Hello: I have been asked to compare the quality of read one and read 2 of a illumina PE sequencing run and I am looking for the best way to represent it. I have come up with a couple of alternative:

• Count the number of bases under q 20 for each read and average it throughout the whole run, This method will lose the significance of the phred score, but it may be good to compare.
• Average the phred score for each base for each read throughout the whole run. This method may lose sensitivity since one phred quality value will represent a bunch of them.

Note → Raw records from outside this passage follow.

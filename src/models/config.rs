use serde::{Deserialize, Serialize};

/// User configuration from `ronmgr.yaml`.
///
/// Every field can also be supplied through a `RONMGR_<FIELD>` environment variable when
/// loaded with [`ConfigManager::load_settings`](crate::config::ConfigManager::load_settings).
#[derive(Debug, Clone, PartialEq, Eq, Serialize, Deserialize)]
pub struct UserConfig {
    /// Managed directory override; skips Steam discovery when set
    #[serde(default)]
    pub game_mods_dir: Option<String>,

    /// Data directory override (library, instances, state, logs)
    #[serde(default)]
    pub data_dir: Option<String>,

    #[serde(default)]
    pub debug_mode: bool,

    #[serde(default = "default_console_log")]
    pub console_log: bool,

    /// Write the log file as JSON lines
    #[serde(default)]
    pub json_logs: bool,

    /// Words that mark a mod as touching AI behaviour
    #[serde(default = "default_ai_keywords")]
    pub ai_keywords: Vec<String>,
}

impl Default for UserConfig {
    fn default() -> Self {
        Self {
            game_mods_dir: None,
            data_dir: None,
            debug_mode: false,
            console_log: default_console_log(),
            json_logs: false,
            ai_keywords: default_ai_keywords(),
        }
    }
}

fn default_console_log() -> bool {
    true
}

pub fn default_ai_keywords() -> Vec<String> {
    ["ai", "suspect", "suspects", "swat", "officer", "officers"]
        .iter()
        .map(|s| s.to_string())
        .collect()
}

#[cfg(test)]
mod tests {
    use super::*;

    #[test]
    fn test_user_config_defaults() {
        let config = UserConfig::default();
        assert!(config.game_mods_dir.is_none());
        assert!(!config.debug_mode);
        assert!(config.console_log);
        assert!(config.ai_keywords.contains(&"swat".to_string()));
    }

    #[test]
    fn test_partial_yaml_uses_defaults() {
        let config: UserConfig = serde_yaml_ng::from_str("debug_mode: true\n").unwrap();
        assert!(config.debug_mode);
        assert!(config.console_log);
        assert_eq!(config.ai_keywords, default_ai_keywords());
    }
}
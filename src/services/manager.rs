//! Orchestration of the registry, library, activation engine and state.
//!
//! [`ModManager`] is the entry point front ends call. It owns the sequencing rules:
//!
//! 1. reject invalid operations before touching the filesystem
//! 2. run the filesystem step through [`ActivationEngine`]
//! 3. only then persist and publish the new active-instance pointer

use crate::error::InvalidOperation;
use crate::metrics::Metrics;
use crate::models::{Instance, InstanceId, Mod, ModId};
use crate::persistence::{JsonStore, Store};
use crate::services::activation::{
    ActivationEngine, ActivationError, ActivationReport, DeactivationReport, DriftReport,
};
use crate::services::conflicts::{ConflictDetector, ConflictWarning};
use crate::services::library::{ImportOutcome, LibraryError, ModLibrary};
use crate::services::registry::{InstanceRegistry, ModsAdded, RegistryError};
use crate::state::{StateError, StateManager};
use anyhow::Context;
use camino::{Utf8Path, Utf8PathBuf};
use std::sync::Arc;
use thiserror::Error;

/// Library directory name under the data directory.
pub const LIBRARY_DIR: &str = "mods";

#[derive(Error, Debug)]
pub enum ManagerError {
    #[error("Game mod directory is not available; configure game_mods_dir or install the game")]
    NoManagedDirectory,

    #[error(transparent)]
    Activation(#[from] ActivationError),

    #[error(transparent)]
    Registry(#[from] RegistryError),

    #[error(transparent)]
    Library(#[from] LibraryError),

    #[error(transparent)]
    State(#[from] StateError),

    #[error(transparent)]
    Invalid(#[from] InvalidOperation),
}

/// What an activation did, plus the advisory warnings computed before it ran.
#[derive(Debug, Clone)]
pub struct ActivationResult {
    pub report: ActivationReport,
    pub warnings: Vec<ConflictWarning>,
}

/// A path that could not be imported.
#[derive(Debug)]
pub struct ImportFailure {
    pub path: Utf8PathBuf,
    pub error: LibraryError,
}

#[derive(Debug, Default)]
pub struct ImportSummary {
    pub imported: Vec<Mod>,
    pub already_present: Vec<Mod>,
    pub failures: Vec<ImportFailure>,
    /// Set when the mods were also added to an instance
    pub added: Option<ModsAdded>,
}

impl ImportSummary {
    /// Every mod the import resolved, new or not, in import order.
    pub fn mod_ids(&self) -> Vec<ModId> {
        self.imported
            .iter()
            .chain(self.already_present.iter())
            .map(|m| m.id.clone())
            .collect()
    }
}

/// Snapshot for `status`.
#[derive(Debug, Clone)]
pub struct Status {
    pub active: Option<Instance>,
    /// Set when the persisted pointer names an instance that no longer exists
    pub dangling_active: Option<InstanceId>,
    pub managed_dir: Option<Utf8PathBuf>,
    pub drift: Option<DriftReport>,
    pub library_mods: usize,
    pub instances: usize,
}

pub struct ModManager {
    state: StateManager,
    registry: InstanceRegistry,
    library: ModLibrary,
    engine: Option<ActivationEngine>,
    detector: ConflictDetector,
    metrics: Arc<Metrics>,
}

impl ModManager {
    /// Assemble a manager from its parts. `engine` is `None` when no game directory was found;
    /// everything except activation and deactivation still works.
    pub fn new(
        store: Arc<dyn Store>,
        library: ModLibrary,
        engine: Option<ActivationEngine>,
    ) -> anyhow::Result<Self> {
        let state = StateManager::load(Arc::clone(&store)).context("Failed to load state")?;
        let registry = InstanceRegistry::load(store, state.clone())?;
        Ok(Self {
            state,
            registry,
            library,
            engine,
            detector: ConflictDetector::default(),
            metrics: Arc::new(Metrics::new()),
        })
    }

    /// JSON store and library under `data_dir`, engine bound to `managed_dir` if given.
    pub fn open(data_dir: &Utf8Path, managed_dir: Option<&Utf8Path>) -> anyhow::Result<Self> {
        let store: Arc<dyn Store> = Arc::new(JsonStore::open(data_dir)?);
        let library = ModLibrary::open(data_dir.join(LIBRARY_DIR))
            .context("Failed to open mod library")?;
        Self::new(store, library, managed_dir.map(ActivationEngine::new))
    }

    pub fn with_detector(mut self, detector: ConflictDetector) -> Self {
        self.detector = detector;
        self
    }

    pub fn with_metrics(mut self, metrics: Arc<Metrics>) -> Self {
        self.metrics = metrics;
        self
    }

    pub fn state(&self) -> &StateManager {
        &self.state
    }

    pub fn registry(&self) -> &InstanceRegistry {
        &self.registry
    }

    pub fn registry_mut(&mut self) -> &mut InstanceRegistry {
        &mut self.registry
    }

    pub fn library(&self) -> &ModLibrary {
        &self.library
    }

    pub fn engine(&self) -> Option<&ActivationEngine> {
        self.engine.as_ref()
    }

    pub fn metrics(&self) -> &Metrics {
        &self.metrics
    }

    pub fn active_instance(&self) -> Option<InstanceId> {
        self.state.active_instance()
    }

    fn require_engine(&self) -> Result<&ActivationEngine, ManagerError> {
        self.engine.as_ref().ok_or(ManagerError::NoManagedDirectory)
    }

    fn require_instance(&self, id: &InstanceId) -> Result<&Instance, ManagerError> {
        self.registry
            .get(id)
            .ok_or_else(|| RegistryError::NotFound(id.to_string()).into())
    }

    /// Make `id` the active instance. Switching from another instance is the same call.
    pub fn activate(&mut self, id: &InstanceId) -> Result<ActivationResult, ManagerError> {
        self.require_engine()?;
        let instance = self.require_instance(id)?.clone();
        let _slot = self.state.begin_activation(id)?;

        self.library.refresh()?;

        let enabled: Vec<ModId> = instance.enabled_mods().cloned().collect();
        let warnings = self.detector.evaluate(&enabled);
        for warning in &warnings {
            tracing::warn!("Conflict check: {}", warning);
        }

        let engine = self.require_engine()?;
        let report = engine.activate(&instance, &self.library)?;
        self.metrics.record_activation(&report);

        let changes = self.state.set_active_instance(Some(id.clone()))?;
        self.metrics.record_state_update(&changes);
        tracing::info!("Instance '{}' is now active ({})", instance.name, report.summary());

        Ok(ActivationResult { report, warnings })
    }

    /// Remove every managed entry and clear the active pointer.
    pub fn deactivate(&mut self) -> Result<DeactivationReport, ManagerError> {
        if self.state.read(|state| state.is_activating()) {
            return Err(InvalidOperation::ActivationInProgress.into());
        }
        let report = self.require_engine()?.deactivate()?;
        self.metrics.record_deactivation(&report);

        let changes = self.state.set_active_instance(None)?;
        self.metrics.record_state_update(&changes);
        Ok(report)
    }

    /// Delete an instance. With `force`, an active instance is deactivated first.
    pub fn delete_instance(&mut self, id: &InstanceId, force: bool) -> Result<Instance, ManagerError> {
        self.require_instance(id)?;
        if force && self.state.read(|state| state.is_active(id)) {
            tracing::info!("Deactivating '{}' before deletion", id);
            self.deactivate()?;
        }
        Ok(self.registry.delete(id)?)
    }

    /// Mods referenced by the instance that the library cannot resolve right now.
    pub fn verify(&self, id: &InstanceId) -> Result<Vec<ModId>, ManagerError> {
        let instance = self.require_instance(id)?;
        Ok(self
            .library
            .missing(instance.mods.iter().map(|entry| &entry.mod_id)))
    }

    /// Advisory warnings for the instance's enabled mods.
    pub fn conflicts(&self, id: &InstanceId) -> Result<Vec<ConflictWarning>, ManagerError> {
        let enabled: Vec<ModId> = self.require_instance(id)?.enabled_mods().cloned().collect();
        Ok(self.detector.evaluate(&enabled))
    }

    /// Import `.pak` files and archives, then optionally add the results to `into`.
    ///
    /// A path that fails to import is recorded and the rest are still imported.
    pub fn import<P: AsRef<Utf8Path>>(
        &mut self,
        paths: &[P],
        into: Option<&InstanceId>,
    ) -> Result<ImportSummary, ManagerError> {
        if let Some(id) = into {
            self.require_instance(id)?;
        }

        let mut summary = ImportSummary::default();
        for path in paths {
            let path = path.as_ref();
            match self.library.import_path(path) {
                Ok(outcomes) => {
                    for outcome in outcomes {
                        match outcome {
                            ImportOutcome::Imported(m) => summary.imported.push(m),
                            ImportOutcome::AlreadyPresent(m) => summary.already_present.push(m),
                        }
                    }
                }
                Err(error) => {
                    tracing::warn!("Failed to import {}: {}", path, error);
                    summary.failures.push(ImportFailure {
                        path: path.to_path_buf(),
                        error,
                    });
                }
            }
        }

        if let Some(id) = into {
            summary.added = Some(self.registry.add_mods(id, summary.mod_ids())?);
        }
        Ok(summary)
    }

    /// Add every library mod to the instance.
    pub fn scan_into(&mut self, id: &InstanceId) -> Result<ModsAdded, ManagerError> {
        self.library.refresh()?;
        Ok(self.registry.add_library_mods(id, &self.library)?)
    }

    /// Delete a file from the library. Instances keep their references; they show as missing.
    pub fn delete_library_mod(&mut self, mod_id: &ModId) -> Result<Mod, ManagerError> {
        Ok(self.library.delete_mod(mod_id)?)
    }

    pub fn refresh_library(&mut self) -> Result<(), ManagerError> {
        Ok(self.library.refresh()?)
    }

    pub fn status(&self) -> Result<Status, ManagerError> {
        let active_id = self.state.active_instance();
        let active = active_id.as_ref().and_then(|id| self.registry.get(id)).cloned();
        let dangling_active = active_id.filter(|_| active.is_none());

        let drift = match &self.engine {
            Some(engine) => Some(engine.inspect(active.as_ref(), &self.library)?),
            None => None,
        };

        Ok(Status {
            active,
            dangling_active,
            managed_dir: self.engine.as_ref().map(|e| e.managed_dir().to_path_buf()),
            drift,
            library_mods: self.library.len(),
            instances: self.registry.len(),
        })
    }
}
//! Advisory conflict detection over an instance's enabled mods.
//!
//! Pure functions of the enabled-mod list: no filesystem or state access, so they can run at
//! any time, including before an instance was ever activated. Warnings never block activation.

use crate::models::ModId;
use crate::models::config::default_ai_keywords;
use regex::Regex;
use std::collections::HashMap;
use std::fmt;

/// One advisory warning, tagged with the rule that produced it.
#[derive(Debug, Clone, PartialEq, Eq)]
pub struct ConflictWarning {
    pub rule: &'static str,
    pub message: String,
}

impl fmt::Display for ConflictWarning {
    fn fmt(&self, f: &mut fmt::Formatter<'_>) -> fmt::Result {
        f.write_str(&self.message)
    }
}

/// A single independent check.
pub trait ConflictRule: Send + Sync {
    fn name(&self) -> &'static str;

    /// Inspect the enabled mods (in instance order) and return warnings in a stable order.
    fn evaluate(&self, enabled: &[ModId]) -> Vec<ConflictWarning>;
}

/// Flags more than one mod that looks like it changes AI behaviour.
pub struct AiBehaviorRule {
    keywords: Vec<String>,
    word_pattern: Regex,
}

impl AiBehaviorRule {
    pub const NAME: &'static str = "ai-behavior";

    pub fn new<I, S>(keywords: I) -> Self
    where
        I: IntoIterator<Item = S>,
        S: AsRef<str>,
    {
        Self {
            keywords: keywords
                .into_iter()
                .map(|k| k.as_ref().to_lowercase())
                .collect(),
            // Upper-case runs, capitalised words, lower-case runs and digit runs
            word_pattern: Regex::new(r"[A-Z]+(?:[a-z]+)?|[a-z]+|[0-9]+")
                .expect("Invalid word regex"),
        }
    }

    /// Split `SWATOfficerAI_v2` into `swat`, `officer`, `ai`, `v`, `2`.
    fn words(&self, name: &str) -> Vec<String> {
        let mut words = Vec::new();
        for m in self.word_pattern.find_iter(name) {
            let token = m.as_str();
            // "SWATOfficer" matches as "SWATO" + "fficer"; split an upper-case run that
            // swallowed the first letter of the next capitalised word.
            let upper_len = token.chars().take_while(|c| c.is_ascii_uppercase()).count();
            if upper_len > 1 && upper_len < token.len() {
                let (head, tail) = token.split_at(upper_len - 1);
                words.push(head.to_lowercase());
                words.push(tail.to_lowercase());
            } else {
                words.push(token.to_lowercase());
            }
        }
        words
    }

    fn matches(&self, id: &ModId) -> bool {
        self.words(id.stem())
            .iter()
            .any(|word| self.keywords.iter().any(|k| k == word))
    }
}

impl Default for AiBehaviorRule {
    fn default() -> Self {
        Self::new(default_ai_keywords())
    }
}

impl ConflictRule for AiBehaviorRule {
    fn name(&self) -> &'static str {
        Self::NAME
    }

    fn evaluate(&self, enabled: &[ModId]) -> Vec<ConflictWarning> {
        let ai_mods: Vec<&str> = enabled
            .iter()
            .filter(|id| self.matches(id))
            .map(|id| id.stem())
            .collect();

        if ai_mods.len() > 1 {
            vec![ConflictWarning {
                rule: Self::NAME,
                message: format!(
                    "Multiple AI-related mods detected: {}. These may conflict.",
                    ai_mods.join(", ")
                ),
            }]
        } else {
            Vec::new()
        }
    }
}

/// Flags mods whose names only differ by a trailing version suffix (`Foo_v1` / `Foo-v2.1`).
pub struct DuplicateVersionRule {
    version_suffix: Regex,
}

impl DuplicateVersionRule {
    pub const NAME: &'static str = "duplicate-version";

    pub fn new() -> Self {
        Self {
            version_suffix: Regex::new(r"[_-]v\d[\w.]*$").expect("Invalid version suffix regex"),
        }
    }

    /// Lower-cased stem with any trailing version suffix removed.
    pub fn base_name(&self, id: &ModId) -> String {
        let stem = id.stem().to_lowercase();
        self.version_suffix.replace(&stem, "").into_owned()
    }
}

impl Default for DuplicateVersionRule {
    fn default() -> Self {
        Self::new()
    }
}

impl ConflictRule for DuplicateVersionRule {
    fn name(&self) -> &'static str {
        Self::NAME
    }

    fn evaluate(&self, enabled: &[ModId]) -> Vec<ConflictWarning> {
        let mut seen: HashMap<String, &ModId> = HashMap::new();
        let mut warnings = Vec::new();

        for id in enabled {
            let base = self.base_name(id);
            match seen.get(&base) {
                Some(first) => warnings.push(ConflictWarning {
                    rule: Self::NAME,
                    message: format!(
                        "Similar mods detected: '{}' and '{}'. These may be duplicate versions.",
                        first.stem(),
                        id.stem()
                    ),
                }),
                None => {
                    seen.insert(base, id);
                }
            }
        }
        warnings
    }
}

/// Ordered collection of rules; warnings come back in rule order.
pub struct ConflictDetector {
    rules: Vec<Box<dyn ConflictRule>>,
}

impl ConflictDetector {
    pub fn empty() -> Self {
        Self { rules: Vec::new() }
    }

    /// The built-in rules, using `ai_keywords` for the AI behaviour heuristic.
    pub fn with_default_rules<I, S>(ai_keywords: I) -> Self
    where
        I: IntoIterator<Item = S>,
        S: AsRef<str>,
    {
        Self::empty()
            .with_rule(AiBehaviorRule::new(ai_keywords))
            .with_rule(DuplicateVersionRule::new())
    }

    pub fn with_rule<R: ConflictRule + 'static>(mut self, rule: R) -> Self {
        self.rules.push(Box::new(rule));
        self
    }

    pub fn rule_names(&self) -> Vec<&'static str> {
        self.rules.iter().map(|rule| rule.name()).collect()
    }

    pub fn evaluate(&self, enabled: &[ModId]) -> Vec<ConflictWarning> {
        self.rules
            .iter()
            .flat_map(|rule| rule.evaluate(enabled))
            .collect()
    }
}

impl Default for ConflictDetector {
    fn default() -> Self {
        Self::with_default_rules(default_ai_keywords())
    }
}

#[cfg(test)]
mod tests {
    use super::*;

    fn ids(names: &[&str]) -> Vec<ModId> {
        names.iter().map(|n| ModId::from(*n)).collect()
    }

    #[test]
    fn test_word_splitting() {
        let rule = AiBehaviorRule::default();
        assert_eq!(rule.words("SWATOfficerAI_v2"), vec!["swat", "officer", "ai", "v", "2"]);
        assert_eq!(rule.words("RealisticHUD"), vec!["realistic", "hud"]);
        assert_eq!(rule.words("better-suspects"), vec!["better", "suspects"]);
    }

    #[test]
    fn test_single_ai_mod_is_fine() {
        let rule = AiBehaviorRule::default();
        assert!(rule.evaluate(&ids(&["SmarterAI.pak", "WeaponPack.pak"])).is_empty());
    }

    #[test]
    fn test_multiple_ai_mods_warn_once() {
        let rule = AiBehaviorRule::default();
        let warnings = rule.evaluate(&ids(&[
            "SmarterAI.pak",
            "WeaponPack.pak",
            "Better_Suspects.pak",
        ]));
        assert_eq!(warnings.len(), 1);
        assert_eq!(
            warnings[0].message,
            "Multiple AI-related mods detected: SmarterAI, Better_Suspects. These may conflict."
        );
    }

    #[test]
    fn test_keyword_must_be_a_whole_word() {
        let rule = AiBehaviorRule::default();
        // "Raid" and "Trail" contain "ai" but not as a word
        assert!(rule.evaluate(&ids(&["RaidPack.pak", "TrailMarkers.pak"])).is_empty());
    }

    #[test]
    fn test_custom_keywords() {
        let rule = AiBehaviorRule::new(["npc"]);
        assert_eq!(rule.evaluate(&ids(&["NPC_Tweaks.pak", "npc-voices.pak"])).len(), 1);
    }

    #[test]
    fn test_base_name_strips_version_suffix() {
        let rule = DuplicateVersionRule::new();
        assert_eq!(rule.base_name(&ModId::from("WeaponPack_v1.2.pak")), "weaponpack");
        assert_eq!(rule.base_name(&ModId::from("HUDFix-v3.pak")), "hudfix");
        assert_eq!(rule.base_name(&ModId::from("Vehicles_vanilla.pak")), "vehicles_vanilla");
    }

    #[test]
    fn test_duplicate_versions() {
        let rule = DuplicateVersionRule::new();
        let warnings = rule.evaluate(&ids(&[
            "WeaponPack_v1.pak",
            "HUDFix.pak",
            "WeaponPack_v2.pak",
            "weaponpack.pak",
        ]));
        assert_eq!(warnings.len(), 2);
        assert!(warnings[0].message.contains("'WeaponPack_v1' and 'WeaponPack_v2'"));
        assert!(warnings[1].message.contains("'WeaponPack_v1' and 'weaponpack'"));
    }

    #[test]
    fn test_detector_keeps_rule_order() {
        let detector = ConflictDetector::default();
        assert_eq!(detector.rule_names(), vec!["ai-behavior", "duplicate-version"]);

        let warnings = detector.evaluate(&ids(&[
            "Foo_v1.pak",
            "SmarterAI.pak",
            "Foo_v2.pak",
            "SWATCommands.pak",
        ]));
        let rules: Vec<&str> = warnings.iter().map(|w| w.rule).collect();
        assert_eq!(rules, vec!["ai-behavior", "duplicate-version"]);
    }

    #[test]
    fn test_custom_rule_plugs_in() {
        struct TooMany;
        impl ConflictRule for TooMany {
            fn name(&self) -> &'static str {
                "too-many"
            }
            fn evaluate(&self, enabled: &[ModId]) -> Vec<ConflictWarning> {
                if enabled.len() > 2 {
                    vec![ConflictWarning {
                        rule: "too-many",
                        message: format!("{} mods enabled", enabled.len()),
                    }]
                } else {
                    Vec::new()
                }
            }
        }

        let detector = ConflictDetector::empty().with_rule(TooMany);
        let warnings = detector.evaluate(&ids(&["a.pak", "b.pak", "c.pak"]));
        assert_eq!(warnings[0].to_string(), "3 mods enabled");
    }

    #[test]
    fn test_no_mods_no_warnings() {
        assert!(ConflictDetector::default().evaluate(&[]).is_empty());
    }
}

Is there a standard way to do this? Which way is better? Thanks

illumina quality • 3.3k views
0
Entering edit mode
10.3 years ago
Dan D 7.3k

For your specific application, I recommend FastQC. It uses the quality scores, to be sure, but it also goes much deeper than that. It provides thorough feedback about your data quality, but from my experience it's very easy to use if you're comfortable on the command line. Even if you're not comfortable on the command line, you can use the public Galaxy instance at Penn State and run it that way.

0
Entering edit mode
10.3 years ago
Weronika ▴ 300

I usually use FASTX_Toolkit to get the per-base quality box-whisker plot (and a nucleotide distribution plot). I'm not aware of any tool or standard method specifically for comparing qualities between two datasets, but unless your needs are very specific, I'd probably stick with something similar to this standard quality representation.

if just doing the quality plot for each and comparing by eye won't be enough, possibly just plotting some variant of those things on the same graph could work. Running fastx_quality_stats gives you a textfile with the quality mean/median/quartiles/etc for each base, so you could pretty easily do a custom plot based on that, or just do numerical comparisons.